Photos by Levi Tijerina & Josh Perez.

"The definition of Ramble is ‘to wander for pleasure - typically without a defined route.’ For us, The Ramble will hopefully allow us to evoke a bit of western exploration while rooting in the ideals of Madame de Rambouillet."
-Ryan Diggins, Owner

With so many hotels shifting to a card for their keys, it was important from the onset of the project that the Ramble used physical keys. We wanted to elevate the experience, even more, by creating a custom key-holder. We worked with the local company Winter Session to create these custom leather key-holders, built to the same form as the symbol itself. It was a conscious decision to use leather, as it would patina over time and take on its own personality.

After the key-holders were created, we knew we had to show them off. We worked with Ryan to create a key cabinet that showcased the holders themselves while creating a focal point for guests when entering the lobby.

When beginning work on the wordmark, we knew it had to be completely custom and that it had to be as refined as the hotel itself. We drew inspiration from the ornate Parisian store-front signage. The character and personality of these letterforms were exactly what we needed for The Ramble.

We brought our good friends at Badson onboard to create a custom face. A face that drew inspiration from these historic letterforms, built with the typographic rigor of today. Re-interpreting the cut-outs of the Parisian type, which was often used to affix the letters to the storefront, in a new and more stylistic way. Through this process came our typeface — Catherine Display. Named for Madame de Rambouille herself, the inspirational woman who created a movement.

With such a highly ornate display face in Catherine, we needed to balance that with a more legible, workhorse typeface. But nothing felt right, until we discovered the typeface Signal, by URW Type Foundry. These letters were modeled after the typeface found on the iconic blue and green street signs found in Paris.

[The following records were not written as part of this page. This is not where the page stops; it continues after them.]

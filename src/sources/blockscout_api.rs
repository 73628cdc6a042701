use std::time::Duration;

use serde_json::Value;
use tracing::{info, instrument};

use crate::constants::{BLOCKSCOUT_API_SOURCE, REQUEST_TIMEOUT_SECS};
use crate::error::{ExplorerError, Result};
use crate::types::{BalanceSource, RawBalanceData};

/// Structured source: the explorer's coin-balance-history JSON endpoint.
pub struct BlockscoutApiSource {
    client: reqwest::Client,
    base_url: String,
}

impl BlockscoutApiSource {
    pub fn new(base_url: &str) -> Self {
        let client = reqwest::Client::builder()
            .timeout(Duration::from_secs(REQUEST_TIMEOUT_SECS))
            .build()
            .unwrap_or_else(|_| reqwest::Client::new());
        Self {
            client,
            base_url: base_url.trim_end_matches('/').to_string(),
        }
    }

    fn history_url(&self, address: &str) -> String {
        format!(
            "{}/api/v2/addresses/{}/coin-balance-history",
            self.base_url, address
        )
    }
}

#[async_trait::async_trait]
impl BalanceSource for BlockscoutApiSource {
    fn source_name(&self) -> &'static str {
        BLOCKSCOUT_API_SOURCE
    }

    #[instrument(skip(self))]
    async fn fetch_history(&self, address: &str) -> Result<Vec<RawBalanceData>> {
        let url = self.history_url(address);
        info!("Requesting balance history from {}", url);

        let response = self.client.get(&url).send().await?;

        if response.status() == reqwest::StatusCode::NOT_FOUND {
            return Err(ExplorerError::SourceUnavailable {
                message: "wallet not found or no history available".to_string(),
            });
        }
        if !response.status().is_success() {
            return Err(ExplorerError::SourceUnavailable {
                message: format!("API returned status code {}", response.status()),
            });
        }

        let body = response.text().await?;
        let data: Value = serde_json::from_str(&body)?;
        // A reachable address with no history returns an empty items array;
        // that is an informational outcome, not an error.
        let items = data
            .get("items")
            .and_then(Value::as_array)
            .cloned()
            .unwrap_or_default();

        info!("Fetched {} balance-change items", items.len());
        Ok(items)
    }
}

We began our research by diving into the history of Catherine de Vivonne, to learn more about her famous salon. We uncovered that her salon was in “the lost neighborhood” of Paris, the Quartier du Louvre. A neighborhood that existed between the Louvre and the Tuileries Gardens. An area occupied by the Arc de Triomphe du Carrousel and the now famous I.M. Pei Louvre Pyramid.

Over the years, this neighborhood became increasingly more dangerous and Napoleon was fed up with how it was encroaching on his Palace. He decided to clear the neighborhood and create a new courtyard between the Louvre and The Tuileries Palace.

This story really piqued our interest and served as the inspiration behind the symbol. Now if you stand at the correct angle, you can see the glass pyramid through the arc itself. This inspired us to develop the phrase “looking through a window of the past, to visualize the future.” This served as inspiration for the symbol, which possesses all three arcs, and a pyramid in the center.

Looking through the Arc to see the Pyramid. The inspiration for the phrase “looking through a window of the past, to visualize the future.”

We brought the arc into the lobby bar, recreating the three arcs in massive two-story mirrors.

Throughout the physical buildout and collateral pieces, we utilize a small gold keyline. This again harkens back to Parisian signs. The keyline comes from the street signs, and the gold comes from the shop signs, which are often gilded. This ties into the physical space, which utilizes brass accents throughout. From the handrails to the door handles.

Through our research, we discovered that there was once a theater by the name Vauxhall in the same estate as the salon. This was something we kept in the back of our heads, thinking we might use it in the future.

After we had finished the main identity, and the building was under construction, Diggins approached Mast in need of help naming and branding the theater and event space at the Ramble. It only seemed fitting to call it Vauxhall.